TASK TO COMPLETE: State only how many lines in the listing contain the string "home".

SOURCE RECORDS:
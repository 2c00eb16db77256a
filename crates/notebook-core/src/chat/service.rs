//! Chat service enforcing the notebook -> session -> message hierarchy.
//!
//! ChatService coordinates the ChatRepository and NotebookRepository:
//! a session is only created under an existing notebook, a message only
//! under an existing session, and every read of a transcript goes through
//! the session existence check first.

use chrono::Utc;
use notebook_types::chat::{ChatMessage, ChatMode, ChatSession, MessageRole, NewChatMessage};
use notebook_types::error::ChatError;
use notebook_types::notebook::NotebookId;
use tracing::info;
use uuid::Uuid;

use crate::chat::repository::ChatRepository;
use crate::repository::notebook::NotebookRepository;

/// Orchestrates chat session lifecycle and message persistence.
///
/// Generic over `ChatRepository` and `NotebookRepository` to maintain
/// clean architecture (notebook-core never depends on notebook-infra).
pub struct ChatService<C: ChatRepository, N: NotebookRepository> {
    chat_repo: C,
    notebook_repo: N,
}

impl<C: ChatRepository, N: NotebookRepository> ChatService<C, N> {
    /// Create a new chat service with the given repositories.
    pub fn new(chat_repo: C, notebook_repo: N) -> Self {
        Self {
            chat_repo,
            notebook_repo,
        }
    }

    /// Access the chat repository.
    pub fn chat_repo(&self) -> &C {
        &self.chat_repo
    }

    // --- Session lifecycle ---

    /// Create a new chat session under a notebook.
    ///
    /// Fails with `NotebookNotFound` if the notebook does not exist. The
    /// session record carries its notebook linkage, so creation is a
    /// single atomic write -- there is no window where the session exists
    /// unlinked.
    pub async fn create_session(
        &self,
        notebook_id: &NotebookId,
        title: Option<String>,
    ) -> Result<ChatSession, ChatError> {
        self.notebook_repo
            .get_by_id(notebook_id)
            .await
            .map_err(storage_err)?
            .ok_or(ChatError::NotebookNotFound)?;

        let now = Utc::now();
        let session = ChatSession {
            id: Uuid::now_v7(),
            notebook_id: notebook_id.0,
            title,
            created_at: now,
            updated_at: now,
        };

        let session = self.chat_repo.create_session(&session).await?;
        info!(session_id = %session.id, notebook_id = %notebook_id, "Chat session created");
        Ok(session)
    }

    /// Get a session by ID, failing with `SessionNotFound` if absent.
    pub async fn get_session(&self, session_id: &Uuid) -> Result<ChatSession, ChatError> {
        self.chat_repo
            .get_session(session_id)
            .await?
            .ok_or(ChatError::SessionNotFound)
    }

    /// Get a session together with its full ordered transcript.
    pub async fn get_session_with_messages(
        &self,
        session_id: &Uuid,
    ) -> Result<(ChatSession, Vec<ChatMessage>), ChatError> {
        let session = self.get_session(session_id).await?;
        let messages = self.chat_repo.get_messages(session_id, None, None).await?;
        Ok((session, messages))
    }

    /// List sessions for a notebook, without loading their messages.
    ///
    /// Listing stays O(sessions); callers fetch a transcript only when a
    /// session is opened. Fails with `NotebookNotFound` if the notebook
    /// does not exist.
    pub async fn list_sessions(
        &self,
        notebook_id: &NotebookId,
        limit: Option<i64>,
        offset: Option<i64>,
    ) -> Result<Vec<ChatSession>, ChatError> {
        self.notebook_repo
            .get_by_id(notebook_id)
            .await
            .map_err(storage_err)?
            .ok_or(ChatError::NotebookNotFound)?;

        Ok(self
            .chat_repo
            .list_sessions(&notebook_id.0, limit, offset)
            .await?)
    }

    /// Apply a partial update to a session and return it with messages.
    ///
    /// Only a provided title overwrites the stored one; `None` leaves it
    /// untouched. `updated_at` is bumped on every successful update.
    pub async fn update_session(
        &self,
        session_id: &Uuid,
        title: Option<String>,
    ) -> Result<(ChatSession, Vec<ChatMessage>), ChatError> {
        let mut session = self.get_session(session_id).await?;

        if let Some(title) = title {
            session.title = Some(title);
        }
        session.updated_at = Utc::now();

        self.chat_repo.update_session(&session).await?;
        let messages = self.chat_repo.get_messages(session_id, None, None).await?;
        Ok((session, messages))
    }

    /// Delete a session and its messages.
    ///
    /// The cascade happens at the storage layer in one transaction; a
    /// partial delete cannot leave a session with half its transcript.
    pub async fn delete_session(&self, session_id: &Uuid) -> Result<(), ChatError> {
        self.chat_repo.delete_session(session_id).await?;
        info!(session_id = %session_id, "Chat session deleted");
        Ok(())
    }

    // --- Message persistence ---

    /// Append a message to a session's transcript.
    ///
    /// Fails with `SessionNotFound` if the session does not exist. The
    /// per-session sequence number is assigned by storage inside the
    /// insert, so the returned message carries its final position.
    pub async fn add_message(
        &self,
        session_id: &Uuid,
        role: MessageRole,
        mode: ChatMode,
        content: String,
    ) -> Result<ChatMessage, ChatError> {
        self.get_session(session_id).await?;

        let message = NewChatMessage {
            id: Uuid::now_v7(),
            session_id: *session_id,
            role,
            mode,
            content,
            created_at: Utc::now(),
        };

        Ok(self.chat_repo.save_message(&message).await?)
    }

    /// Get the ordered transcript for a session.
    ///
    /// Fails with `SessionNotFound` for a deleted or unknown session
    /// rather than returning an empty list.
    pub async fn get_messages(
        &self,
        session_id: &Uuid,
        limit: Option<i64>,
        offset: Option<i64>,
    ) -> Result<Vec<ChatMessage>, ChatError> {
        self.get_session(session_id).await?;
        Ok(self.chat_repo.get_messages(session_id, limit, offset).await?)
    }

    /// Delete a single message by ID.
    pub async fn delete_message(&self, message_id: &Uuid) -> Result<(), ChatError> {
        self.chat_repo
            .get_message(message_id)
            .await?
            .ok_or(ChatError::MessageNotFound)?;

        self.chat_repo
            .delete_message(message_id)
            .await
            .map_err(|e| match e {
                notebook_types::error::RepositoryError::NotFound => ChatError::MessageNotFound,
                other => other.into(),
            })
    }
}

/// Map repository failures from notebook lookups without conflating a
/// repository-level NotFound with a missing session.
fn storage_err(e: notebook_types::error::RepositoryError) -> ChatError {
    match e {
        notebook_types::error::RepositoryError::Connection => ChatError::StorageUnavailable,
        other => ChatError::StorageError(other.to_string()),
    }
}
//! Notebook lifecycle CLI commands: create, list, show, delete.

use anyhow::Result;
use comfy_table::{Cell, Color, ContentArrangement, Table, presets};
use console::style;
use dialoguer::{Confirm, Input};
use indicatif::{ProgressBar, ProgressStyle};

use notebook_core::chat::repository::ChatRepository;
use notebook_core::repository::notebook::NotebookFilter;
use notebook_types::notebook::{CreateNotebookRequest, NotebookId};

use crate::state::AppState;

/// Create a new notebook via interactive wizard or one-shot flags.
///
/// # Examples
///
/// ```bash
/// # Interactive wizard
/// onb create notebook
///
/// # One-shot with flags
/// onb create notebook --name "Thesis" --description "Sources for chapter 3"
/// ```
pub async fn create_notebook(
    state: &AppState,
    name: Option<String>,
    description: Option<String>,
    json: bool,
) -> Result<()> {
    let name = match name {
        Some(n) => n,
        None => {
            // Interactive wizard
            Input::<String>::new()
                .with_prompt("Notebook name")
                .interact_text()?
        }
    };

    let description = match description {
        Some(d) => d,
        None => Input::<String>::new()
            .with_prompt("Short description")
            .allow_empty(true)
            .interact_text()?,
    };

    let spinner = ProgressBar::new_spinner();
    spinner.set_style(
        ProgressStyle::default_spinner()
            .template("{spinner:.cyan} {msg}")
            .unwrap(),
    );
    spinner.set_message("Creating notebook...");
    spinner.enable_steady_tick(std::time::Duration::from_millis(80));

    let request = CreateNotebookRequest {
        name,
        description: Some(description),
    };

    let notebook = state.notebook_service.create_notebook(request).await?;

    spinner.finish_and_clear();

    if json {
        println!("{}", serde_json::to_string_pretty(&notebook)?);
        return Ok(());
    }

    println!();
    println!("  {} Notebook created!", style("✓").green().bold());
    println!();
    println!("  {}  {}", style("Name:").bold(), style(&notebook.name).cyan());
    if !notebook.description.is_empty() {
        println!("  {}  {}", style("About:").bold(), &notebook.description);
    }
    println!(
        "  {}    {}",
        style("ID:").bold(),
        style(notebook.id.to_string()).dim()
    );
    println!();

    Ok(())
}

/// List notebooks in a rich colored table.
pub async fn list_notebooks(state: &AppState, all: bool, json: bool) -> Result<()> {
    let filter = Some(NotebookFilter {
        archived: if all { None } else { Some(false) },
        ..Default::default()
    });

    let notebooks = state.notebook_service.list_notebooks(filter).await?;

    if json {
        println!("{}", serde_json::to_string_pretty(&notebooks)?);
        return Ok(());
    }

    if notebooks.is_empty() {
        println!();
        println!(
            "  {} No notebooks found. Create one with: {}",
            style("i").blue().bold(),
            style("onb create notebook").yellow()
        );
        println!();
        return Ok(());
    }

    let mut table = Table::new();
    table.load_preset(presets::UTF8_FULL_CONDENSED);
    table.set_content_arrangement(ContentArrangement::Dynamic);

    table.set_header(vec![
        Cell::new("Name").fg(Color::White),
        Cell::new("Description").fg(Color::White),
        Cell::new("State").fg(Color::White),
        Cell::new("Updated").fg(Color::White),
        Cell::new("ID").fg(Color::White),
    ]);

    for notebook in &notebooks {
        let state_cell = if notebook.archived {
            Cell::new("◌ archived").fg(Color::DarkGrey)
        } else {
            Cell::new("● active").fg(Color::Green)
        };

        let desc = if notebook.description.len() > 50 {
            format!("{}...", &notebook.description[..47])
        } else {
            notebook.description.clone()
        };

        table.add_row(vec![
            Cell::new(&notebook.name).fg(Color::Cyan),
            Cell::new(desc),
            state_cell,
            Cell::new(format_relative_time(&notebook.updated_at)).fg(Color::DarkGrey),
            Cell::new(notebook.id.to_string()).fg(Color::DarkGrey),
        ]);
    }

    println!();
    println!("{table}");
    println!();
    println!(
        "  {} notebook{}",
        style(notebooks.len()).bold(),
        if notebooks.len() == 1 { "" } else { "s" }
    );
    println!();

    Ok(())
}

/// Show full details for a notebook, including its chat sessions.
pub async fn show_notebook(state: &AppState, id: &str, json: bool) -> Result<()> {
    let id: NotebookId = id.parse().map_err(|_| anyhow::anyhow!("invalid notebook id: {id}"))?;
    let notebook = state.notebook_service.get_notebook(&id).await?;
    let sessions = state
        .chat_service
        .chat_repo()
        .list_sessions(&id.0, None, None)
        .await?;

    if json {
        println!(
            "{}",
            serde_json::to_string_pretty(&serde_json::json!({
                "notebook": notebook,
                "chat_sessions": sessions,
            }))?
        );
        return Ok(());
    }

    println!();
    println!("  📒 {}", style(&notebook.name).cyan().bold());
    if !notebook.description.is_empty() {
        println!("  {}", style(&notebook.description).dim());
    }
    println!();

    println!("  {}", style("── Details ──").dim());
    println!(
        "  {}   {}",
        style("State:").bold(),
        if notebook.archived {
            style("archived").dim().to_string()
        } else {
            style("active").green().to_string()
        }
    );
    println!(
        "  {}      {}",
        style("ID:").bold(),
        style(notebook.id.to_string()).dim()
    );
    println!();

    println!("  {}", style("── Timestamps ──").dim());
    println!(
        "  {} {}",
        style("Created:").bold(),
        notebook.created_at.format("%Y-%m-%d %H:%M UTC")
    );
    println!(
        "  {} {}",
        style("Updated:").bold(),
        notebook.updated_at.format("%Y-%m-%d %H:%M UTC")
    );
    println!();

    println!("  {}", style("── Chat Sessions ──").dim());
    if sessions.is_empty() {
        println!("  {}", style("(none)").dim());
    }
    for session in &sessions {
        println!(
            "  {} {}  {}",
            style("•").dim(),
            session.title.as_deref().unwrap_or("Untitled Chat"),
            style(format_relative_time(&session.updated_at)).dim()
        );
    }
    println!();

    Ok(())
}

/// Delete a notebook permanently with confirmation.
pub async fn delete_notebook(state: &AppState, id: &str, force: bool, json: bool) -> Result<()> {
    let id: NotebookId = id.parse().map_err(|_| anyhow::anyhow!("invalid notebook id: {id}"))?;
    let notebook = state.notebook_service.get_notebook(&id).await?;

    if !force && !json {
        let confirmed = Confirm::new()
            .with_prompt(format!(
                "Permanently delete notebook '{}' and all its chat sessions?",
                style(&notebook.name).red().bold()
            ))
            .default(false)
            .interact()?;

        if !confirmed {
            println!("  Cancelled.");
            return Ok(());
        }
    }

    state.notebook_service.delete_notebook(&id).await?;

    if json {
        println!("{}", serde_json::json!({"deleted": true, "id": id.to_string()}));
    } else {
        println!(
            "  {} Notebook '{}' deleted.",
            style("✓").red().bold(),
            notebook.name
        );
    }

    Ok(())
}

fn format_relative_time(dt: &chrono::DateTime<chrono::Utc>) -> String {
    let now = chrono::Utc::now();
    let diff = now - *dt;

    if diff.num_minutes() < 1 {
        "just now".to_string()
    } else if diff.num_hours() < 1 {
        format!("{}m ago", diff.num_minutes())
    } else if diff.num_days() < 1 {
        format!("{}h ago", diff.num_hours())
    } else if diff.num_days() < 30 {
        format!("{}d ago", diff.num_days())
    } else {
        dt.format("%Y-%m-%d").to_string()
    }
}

* * *

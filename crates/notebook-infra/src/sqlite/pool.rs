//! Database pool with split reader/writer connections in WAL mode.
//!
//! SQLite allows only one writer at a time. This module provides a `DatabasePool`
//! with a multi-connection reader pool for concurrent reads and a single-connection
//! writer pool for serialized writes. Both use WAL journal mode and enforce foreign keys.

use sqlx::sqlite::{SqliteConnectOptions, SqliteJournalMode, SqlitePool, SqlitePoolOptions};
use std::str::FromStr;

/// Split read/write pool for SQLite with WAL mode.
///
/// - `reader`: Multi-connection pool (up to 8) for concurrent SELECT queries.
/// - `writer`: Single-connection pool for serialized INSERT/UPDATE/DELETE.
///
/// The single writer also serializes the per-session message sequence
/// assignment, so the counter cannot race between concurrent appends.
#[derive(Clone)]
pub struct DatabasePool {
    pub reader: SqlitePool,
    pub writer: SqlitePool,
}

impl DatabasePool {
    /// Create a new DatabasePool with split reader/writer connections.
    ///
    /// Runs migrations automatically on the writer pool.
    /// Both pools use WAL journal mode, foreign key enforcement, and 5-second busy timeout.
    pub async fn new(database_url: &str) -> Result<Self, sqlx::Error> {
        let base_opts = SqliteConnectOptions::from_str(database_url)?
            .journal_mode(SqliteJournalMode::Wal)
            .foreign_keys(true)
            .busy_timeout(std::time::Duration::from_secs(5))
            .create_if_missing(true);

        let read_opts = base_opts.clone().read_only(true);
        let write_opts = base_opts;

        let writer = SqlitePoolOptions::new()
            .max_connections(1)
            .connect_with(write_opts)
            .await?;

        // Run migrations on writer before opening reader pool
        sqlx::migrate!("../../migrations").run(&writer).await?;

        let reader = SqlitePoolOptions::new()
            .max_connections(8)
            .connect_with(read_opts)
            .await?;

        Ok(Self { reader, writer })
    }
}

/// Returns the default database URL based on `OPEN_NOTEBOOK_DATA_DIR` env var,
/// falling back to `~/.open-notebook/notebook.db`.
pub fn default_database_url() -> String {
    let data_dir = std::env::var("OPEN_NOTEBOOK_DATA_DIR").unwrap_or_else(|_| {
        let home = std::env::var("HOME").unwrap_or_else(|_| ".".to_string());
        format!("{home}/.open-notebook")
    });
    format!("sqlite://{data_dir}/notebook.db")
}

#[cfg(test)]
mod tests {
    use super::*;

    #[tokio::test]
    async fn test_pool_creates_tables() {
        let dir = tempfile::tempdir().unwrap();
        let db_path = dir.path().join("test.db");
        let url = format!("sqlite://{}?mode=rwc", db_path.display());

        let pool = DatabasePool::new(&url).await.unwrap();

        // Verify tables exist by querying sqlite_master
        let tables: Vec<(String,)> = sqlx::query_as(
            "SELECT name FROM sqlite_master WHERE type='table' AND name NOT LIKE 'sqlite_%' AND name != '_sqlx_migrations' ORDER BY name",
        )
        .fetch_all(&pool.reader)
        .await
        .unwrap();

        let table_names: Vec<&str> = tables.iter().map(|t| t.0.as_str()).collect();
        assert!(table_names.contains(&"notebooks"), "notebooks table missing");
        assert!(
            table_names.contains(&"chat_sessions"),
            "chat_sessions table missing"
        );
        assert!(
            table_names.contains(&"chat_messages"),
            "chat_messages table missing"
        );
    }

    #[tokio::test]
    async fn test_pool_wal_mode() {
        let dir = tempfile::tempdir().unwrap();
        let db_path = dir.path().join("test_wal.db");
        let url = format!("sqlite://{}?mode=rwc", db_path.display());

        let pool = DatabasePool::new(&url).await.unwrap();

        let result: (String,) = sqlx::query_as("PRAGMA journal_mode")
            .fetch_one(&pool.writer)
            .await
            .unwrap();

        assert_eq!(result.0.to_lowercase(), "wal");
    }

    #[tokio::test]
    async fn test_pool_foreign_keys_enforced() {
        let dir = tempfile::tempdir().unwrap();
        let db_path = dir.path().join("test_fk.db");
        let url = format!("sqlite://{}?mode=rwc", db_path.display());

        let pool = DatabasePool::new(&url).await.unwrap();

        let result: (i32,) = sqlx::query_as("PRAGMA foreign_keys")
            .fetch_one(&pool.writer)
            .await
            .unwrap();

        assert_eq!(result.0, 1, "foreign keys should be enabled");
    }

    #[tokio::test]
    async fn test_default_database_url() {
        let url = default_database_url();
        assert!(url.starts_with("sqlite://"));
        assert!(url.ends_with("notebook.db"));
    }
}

ANSWER BELOW: 2